In vedetta, o Il muro bianco di Giovanni Fattori

Un dipinto che racconta la Guerra d’Indipendenza dell’Ottocento sul territorio italiano con garbo e poesia. La natura seppur arida e spoglia nell’opera In vedetta, o Il muro bianco di Giovanni Fattori è in armonia con le sentinelle che sembrano parte del paesaggio che le circonda.

Giovanni Fattori, In vedetta, o Il muro bianco, 1872, olio su tela, 37×56 cm. Valdagno, collezione Marzotto

Descrizione. Tre sentinelle di vedetta nel sole accecante

A destra del dipinto un ampio muro bianco riflette la luce accecante del sole. Un soldato a cavallo è fermo verso destra e osserva oltre il bordo del dipinto. La sua figura intercetta i raggi e proietta l’unica ombra del dipinto contro l’intonaco bianco. Inoltre la sua divisa scura crea una sagoma netta contro la luce riflessa. Ai piedi del muro il terreno è arido e polveroso e tra la terra bianca si notano chiaramente i cumuli di sterco del cavallo. La luce impietosa e il caldo non permettono la crescita della vegetazione. Solo qualche pianta colonizzatrice riesce a farsi strada con le radici in profondità.

Al fondo, oltre la fine del muro, stazionano altri due soldati. I cavalli hanno colori diversi e opposti, uno bianco e uno nero. Le tre sentinelle sono di vedetta e stanno controllando il territorio. A sinistra si sviluppa una strada sterrata la cui carreggiata è indicata dalle rimanenti tracce dei carri. L’orizzonte è rappresentato da una linea pulita e deserta sulla quale la calura della tarda mattinata crea ondeggiamenti della visione. Il cielo è terso e sgombro da nubi.

Interpretazioni e simbologia

Giovanni Fattori fu un sostenitore delle Guerre d’Indipendenza come altri Macchiaioli anarchici e repubblicani. La sua visione realista della pittura lo portò a considerare come soggetti della stessa realtà soldati e contadini. Questo perché gli stessi uomini che indossavano la divisa erano lavoratori della terra in periodo di pace. Come in altri dipinti degli stessi anni è l’uomo ad essere armonizzato nel contesto naturale, anche nel caso di dipinti ufficiali quali  Il principe Amedeo ferito durante la battaglia di Custoza.

Lo stile del dipinto In vedetta, o Il muro bianco di Giovanni Fattori

Giovanni Fattori come gli altri suoi compagni rifiutarono la pittura neoclassica e romantica.
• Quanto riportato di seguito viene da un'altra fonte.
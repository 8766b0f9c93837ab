//! Runtime values of the expression language
//!
//! `Value` is a closed sum type: the JSON kinds plus the values that only
//! exist while a template is being expanded (`NoValue`, dynamic keys, join
//! separators and functions). Conversion back to JSON fails for the latter
//! three so they can never leak into an output file.

use std::collections::HashMap;
use std::fmt;
use std::rc::Rc;

use serde_json::{Map as JsonMap, Number as JsonNumber, Value as JsonValue};

use super::parser::Expr;

/// Largest integer an `f64` represents exactly
pub(crate) const MAX_SAFE_INTEGER: f64 = 9_007_199_254_740_991.0;

/// A value produced by evaluating an expression
#[derive(Clone, Debug)]
pub enum Value {
    /// The "no value" sentinel; omitted from template output
    NoValue,
    Null,
    Bool(bool),
    Number(f64),
    String(String),
    List(Vec<Value>),
    Object(Object),
    /// Result of `K(identifier, scope)`
    Key(DynamicKey),
    /// Result of `joinStr(separator)`
    JoinSeparator(String),
    Function(Function),
}

/// A map key together with extra scope for expanding its value
#[derive(Clone, Debug, PartialEq)]
pub struct DynamicKey {
    pub identifier: String,
    pub scope: Object,
}

/// Insertion-ordered string-keyed map
#[derive(Clone, Debug, Default, PartialEq)]
pub struct Object {
    entries: Vec<(String, Value)>,
}

impl Object {
    pub fn new() -> Self {
        Self::default()
    }

    pub fn get(&self, key: &str) -> Option<&Value> {
        self.entries.iter().find(|(k, _)| k == key).map(|(_, v)| v)
    }

    /// Insert or replace, keeping the original position of an existing key
    pub fn insert(&mut self, key: String, value: Value) {
        match self.entries.iter_mut().find(|(k, _)| *k == key) {
            Some(slot) => slot.1 = value,
            None => self.entries.push((key, value)),
        }
    }

    pub fn iter(&self) -> impl Iterator<Item = (&String, &Value)> {
        self.entries.iter().map(|(k, v)| (k, v))
    }

    pub fn len(&self) -> usize {
        self.entries.len()
    }

    pub fn is_empty(&self) -> bool {
        self.entries.is_empty()
    }
}

impl FromIterator<(String, Value)> for Object {
    fn from_iter<I: IntoIterator<Item = (String, Value)>>(iter: I) -> Self {
        let mut object = Object::new();
        for (key, value) in iter {
            object.insert(key, value);
        }
        object
    }
}

/// Callable values
#[derive(Clone, Debug)]
pub enum Function {
    Builtin(Builtin),
    Lambda(Rc<Lambda>),
}

/// A lambda together with the scope it was created in
#[derive(Debug)]
pub struct Lambda {
    pub params: Vec<String>,
    pub body: Rc<Expr>,
    pub captured: Scope,
}

/// Functions available to every expression
#[derive(Clone, Copy, Debug, PartialEq, Eq)]
pub enum Builtin {
    /// `K(identifier, scope?)`
    DynamicKey,
    /// `joinStr(separator)`
    JoinStr,
    Range,
    Str,
    Int,
    Len,
    Keys,
    Values,
    Entries,
}

impl Builtin {
    pub fn from_name(name: &str) -> Option<Self> {
        let builtin = match name {
            "K" => Builtin::DynamicKey,
            "joinStr" => Builtin::JoinStr,
            "range" => Builtin::Range,
            "str" => Builtin::Str,
            "int" => Builtin::Int,
            "len" => Builtin::Len,
            "keys" => Builtin::Keys,
            "values" => Builtin::Values,
            "entries" => Builtin::Entries,
            _ => return None,
        };
        Some(builtin)
    }
}

/// Variables visible to an expression
#[derive(Clone, Debug, Default)]
pub struct Scope {
    vars: HashMap<String, Value>,
}

impl Scope {
    pub fn new() -> Self {
        Self::default()
    }

    /// Bind every entry of a JSON object as a variable
    pub fn from_json(map: &JsonMap<String, JsonValue>) -> Self {
        let vars = map
            .iter()
            .map(|(name, value)| (name.clone(), Value::from_json(value)))
            .collect();
        Self { vars }
    }

    pub fn get(&self, name: &str) -> Option<&Value> {
        self.vars.get(name)
    }

    pub fn set(&mut self, name: impl Into<String>, value: Value) {
        self.vars.insert(name.into(), value);
    }

    /// A copy of this scope with every entry of `fragment` bound over it
    pub fn overlay(&self, fragment: &Object) -> Scope {
        let mut scope = self.clone();
        for (name, value) in fragment.iter() {
            scope.set(name.clone(), value.clone());
        }
        scope
    }

    /// A copy of this scope with a JSON object bound over it
    pub fn overlay_json(&self, fragment: &JsonMap<String, JsonValue>) -> Scope {
        let mut scope = self.clone();
        for (name, value) in fragment {
            scope.set(name.clone(), Value::from_json(value));
        }
        scope
    }
}

impl Value {
    pub fn from_json(value: &JsonValue) -> Self {
        match value {
            JsonValue::Null => Value::Null,
            JsonValue::Bool(b) => Value::Bool(*b),
            JsonValue::Number(n) => Value::Number(n.as_f64().unwrap_or(f64::NAN)),
            JsonValue::String(s) => Value::String(s.clone()),
            JsonValue::Array(items) => Value::List(items.iter().map(Value::from_json).collect()),
            JsonValue::Object(map) => Value::Object(
                map.iter()
                    .map(|(k, v)| (k.clone(), Value::from_json(v)))
                    .collect(),
            ),
        }
    }

    /// Convert to JSON. `NoValue` yields `None` and is dropped from lists and
    /// objects; template-only values are an error.
    pub fn to_json(&self) -> Result<Option<JsonValue>, String> {
        let json = match self {
            Value::NoValue => return Ok(None),
            Value::Null => JsonValue::Null,
            Value::Bool(b) => JsonValue::Bool(*b),
            Value::Number(n) => JsonValue::Number(number_to_json(*n)?),
            Value::String(s) => JsonValue::String(s.clone()),
            Value::List(items) => {
                let mut out = Vec::with_capacity(items.len());
                for item in items {
                    if let Some(json) = item.to_json()? {
                        out.push(json);
                    }
                }
                JsonValue::Array(out)
            }
            Value::Object(object) => {
                let mut out = JsonMap::new();
                for (key, value) in object.iter() {
                    if let Some(json) = value.to_json()? {
                        out.insert(key.clone(), json);
                    }
                }
                JsonValue::Object(out)
            }
            Value::Key(_) | Value::JoinSeparator(_) | Value::Function(_) => {
                return Err(format!("a {} cannot be stored in JSON output", self.type_name()))
            }
        };
        Ok(Some(json))
    }

    /// Text form used by string concatenation, joins and text templates
    pub fn to_text(&self) -> Result<String, String> {
        match self {
            Value::NoValue => Ok(String::new()),
            Value::Null => Ok("null".to_string()),
            Value::Bool(b) => Ok(b.to_string()),
            Value::Number(n) => Ok(format_number(*n)),
            Value::String(s) => Ok(s.clone()),
            Value::List(_) | Value::Object(_) => {
                let json = self.to_json()?.unwrap_or(JsonValue::Null);
                serde_json::to_string(&json).map_err(|e| e.to_string())
            }
            Value::Key(key) => Ok(key.identifier.clone()),
            Value::JoinSeparator(_) | Value::Function(_) => {
                Err(format!("a {} has no text form", self.type_name()))
            }
        }
    }

    pub fn is_truthy(&self) -> bool {
        match self {
            Value::NoValue | Value::Null => false,
            Value::Bool(b) => *b,
            Value::Number(n) => *n != 0.0 && !n.is_nan(),
            Value::String(s) => !s.is_empty(),
            _ => true,
        }
    }

    pub fn type_name(&self) -> &'static str {
        match self {
            Value::NoValue => "noValue",
            Value::Null => "null",
            Value::Bool(_) => "boolean",
            Value::Number(_) => "number",
            Value::String(_) => "string",
            Value::List(_) => "list",
            Value::Object(_) => "object",
            Value::Key(_) => "dynamic key",
            Value::JoinSeparator(_) => "join separator",
            Value::Function(_) => "function",
        }
    }
}

impl PartialEq for Value {
    fn eq(&self, other: &Self) -> bool {
        match (self, other) {
            (Value::NoValue, Value::NoValue) | (Value::Null, Value::Null) => true,
            (Value::Bool(a), Value::Bool(b)) => a == b,
            (Value::Number(a), Value::Number(b)) => a == b,
            (Value::String(a), Value::String(b)) => a == b,
            (Value::List(a), Value::List(b)) => a == b,
            (Value::Object(a), Value::Object(b)) => a == b,
            (Value::Key(a), Value::Key(b)) => a == b,
            (Value::JoinSeparator(a), Value::JoinSeparator(b)) => a == b,
            _ => false,
        }
    }
}

impl fmt::Display for Value {
    fn fmt(&self, f: &mut fmt::Formatter<'_>) -> fmt::Result {
        match self.to_text() {
            Ok(text) => f.write_str(&text),
            Err(_) => write!(f, "<{}>", self.type_name()),
        }
    }
}

/// Integral numbers print without a fraction
pub fn format_number(n: f64) -> String {
    if n.fract() == 0.0 && n.abs() <= MAX_SAFE_INTEGER {
        format!("{}", n as i64)
    } else {
        format!("{}", n)
    }
}

fn number_to_json(n: f64) -> Result<JsonNumber, String> {
    if n.fract() == 0.0 && n.abs() <= MAX_SAFE_INTEGER {
        return Ok(JsonNumber::from(n as i64));
    }
    JsonNumber::from_f64(n).ok_or_else(|| format!("{} cannot be represented in JSON", n))
}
Si avvicinarono invece al Realismo francese conosciuto attraverso alcuni viaggi a Parigi. La macchia è alla base della tecnica utilizzata dai pittori macchiaioli. Le figure vengono costruite attraverso contrasti di luminosità e di colore che racchiudono forme omogenee. Queste campiture uniformi accostate concorrono a creare l’immagine e l’articolazione figura sfondo.

Nel dipinto, sul muro e nella strada, sono sottili differenze di bianco e ocra a definire le superfici. Così avviene nel cielo. I cavalli e i cavalieri invece sono maggiormente costruiti e la macchia viene utilizzata in modo più volumetrico.  Il muro bianco con la sua forte fuga prospettica diventa uno schermo sul quale proiettare l’immagine della sentinella. Allo stesso tempo introduce un elemento di  linguaggio al limite dell’astrazione. Lo stesso linguaggio si può osservare nei dipinti Alt! e Gruppo di Lancieri su strada. Lo stile più evidentemente macchiaiolo si osserva nel dipinto intitolato La Rotonda dei bagni Palmieri.

Approfondimenti

I Macchiaioli furono un gruppo di artisti attivi dal 1855 al 1867. Molti di loro con posizioni anarchiche o repubblicane si avvicinarono agli ideali del Risorgimento. Il gruppo si formò intorno al loro teorico Diego Martelli. Gli artisti e altri intellettuali infatti erano soliti riunirsi presso il caffè Michelangiolo di Firenze.